Randall Cobb: 11 catches, 187 yards (17.0) and one touchdown; one carry for one yard
Cobb was drafted to improve the Green Bay return game, but those skills are not part of his grade on offense. While it was thought he would contribute when the Packers had the ball, the prevailing wisdom told one that with the return of Finley, the Packers would not run many five-wide sets and he would get little playing time. Instead, he has been effective enough to be fourth on the team in receiving yards, which easily earns him a B+.
Donald Driver: 13 catches, 107 yards (8.2) and two touchdowns
By this point, it is pretty clear that Donald Driver is not going to be back next year. He is still one of the toughest guys to cover and tackle, but he no longer has deep-threat speed. Someone will want his veteran leadership and give him a chance to get more than the 30 catches and 250 yards he will get as a Packer this season. But while no one can reasonably question his character, it is equally indisputable that by falling from second to fourth or fifth on the depth chart in one season, he should not earn better than a D.
Andrew Quarless: one catch, 21 yards
Quarless was drafted only 13 picks later than Williams to be a poor man's Finley.
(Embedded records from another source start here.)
pub mod migrations;
pub mod models;
pub mod queries;

use anyhow::Result;
use chrono::{DateTime, SecondsFormat, Utc};
use rusqlite::Connection;
use std::path::Path;
use std::sync::Mutex;
use tracing::info;

/// SQLite-backed store. A single connection behind a mutex: every closure
/// passed to `with_conn`/`with_conn_mut` runs to completion before any other.
pub struct Database {
    conn: Mutex<Connection>,
}

impl Database {
    pub fn open(path: &Path) -> Result<Self> {
        let conn = Connection::open(path)?;

        // WAL mode for concurrent reads
        conn.pragma_update(None, "journal_mode", "WAL")?;
        conn.pragma_update(None, "foreign_keys", "ON")?;

        migrations::run(&conn)?;

        info!("Database opened at {}", path.display());
        Ok(Self {
            conn: Mutex::new(conn),
        })
    }

    pub fn open_in_memory() -> Result<Self> {
        let conn = Connection::open_in_memory()?;
        conn.pragma_update(None, "foreign_keys", "ON")?;

        migrations::run(&conn)?;

        Ok(Self {
            conn: Mutex::new(conn),
        })
    }

    pub fn with_conn<F, T>(&self, f: F) -> Result<T>
    where
        F: FnOnce(&Connection) -> Result<T>,
    {
        let conn = self.conn.lock().map_err(|e| anyhow::anyhow!("DB lock poisoned: {}", e))?;
        f(&conn)
    }

    /// Same lock as `with_conn`; kept separate so write paths read as such.
    pub fn with_conn_mut<F, T>(&self, f: F) -> Result<T>
    where
        F: FnOnce(&mut Connection) -> Result<T>,
    {
        let mut conn = self.conn.lock().map_err(|e| anyhow::anyhow!("DB lock poisoned: {}", e))?;
        f(&mut conn)
    }
}

/// Fixed-width RFC 3339 so that TEXT comparison in SQL is chronological.
pub fn timestamp(at: DateTime<Utc>) -> String {
    at.to_rfc3339_opts(SecondsFormat::Micros, true)
}

pub fn parse_timestamp(raw: &str) -> Result<DateTime<Utc>> {
    Ok(DateTime::parse_from_rfc3339(raw)?.with_timezone(&Utc))
}
use serde::{Deserialize, Serialize};

use crate::UserId;

/// Events sent over the WebSocket gateway.
///
/// Serialized as `{ "type": ..., ...payload }` text frames.
#[derive(Debug, Clone, PartialEq, Eq, Serialize, Deserialize)]
#[serde(tag = "type")]
pub enum GatewayEvent {
    /// Server acknowledges a `connection` announcement
    #[serde(rename = "connection")]
    ConnectionAck,

    /// Human-readable notification text
    #[serde(rename = "message")]
    Notification { text: String },
}

impl GatewayEvent {
    pub fn notification(text: impl Into<String>) -> Self {
        Self::Notification { text: text.into() }
    }
}

/// Commands sent FROM client TO server over WebSocket.
#[derive(Debug, Clone, PartialEq, Eq, Serialize, Deserialize)]
#[serde(tag = "type")]
pub enum GatewayCommand {
    /// Announce the identity this connection speaks for
    #[serde(rename = "connection")]
    Connection { id: UserId },

    /// Relay a message to every live connection
    #[serde(rename = "message")]
    Message { text: String },
}
use axum::{
    extract::{Request, State},
    http::header,
    middleware::Next,
    response::Response,
};
use jsonwebtoken::{DecodingKey, Validation, decode};

use encore_types::api::Claims;

use crate::auth::AppState;
use crate::error::SocialError;

/// Extract and validate JWT from Authorization header.
pub async fn require_auth(
    State(state): State<AppState>,
    mut req: Request,
    next: Next,
) -> Result<Response, SocialError> {
    let token = req
        .headers()
        .get(header::AUTHORIZATION)
        .and_then(|v| v.to_str().ok())
        .and_then(|v| v.strip_prefix("Bearer "))
        .ok_or(SocialError::Unauthorized)?;

    let token_data = decode::<Claims>(
        token,
        &DecodingKey::from_secret(state.jwt_secret.as_bytes()),
        &Validation::default(),
    )
    .map_err(|_| SocialError::Unauthorized)?;

    req.extensions_mut().insert(token_data.claims);
    Ok(next.run(req).await)
}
He still is the likely starter, based on sheer athleticism, if another injury should befall Jermichael, but has shown no improvement over last year, when his production was disappointing given the unexpected playing time. Thus, he cannot earn higher than a D.
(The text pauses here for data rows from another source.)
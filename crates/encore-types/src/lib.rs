pub mod api;
pub mod events;
pub mod models;

/// Identity of a user, owned by the user-management side of the system.
pub type UserId = uuid::Uuid;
Tom Crabtree: two catches, 19 yards (9.5)
Crabtree is the only tight end on the active roster who was not drafted, and is clearly the team's second tight end. He is better as a blocker than as a receiver, but being on the field much more has led to more opportunities to catch passes. Still, he has shown little to make one think he will ever be more than a blocking tight end, but since that is all he is expected to be and he does that fairly well, he earns a C+.
D.J. Williams: one catch, seven yards
Williams was drafted and kept for his potential, and should be able to push reserve tight ends for playing time who were selected later in the draft or signed undrafted, albeit the previous year. Yet he has barely gotten on the field, and in a crowded but unspectacular reserve trio, that cannot earn better than a D.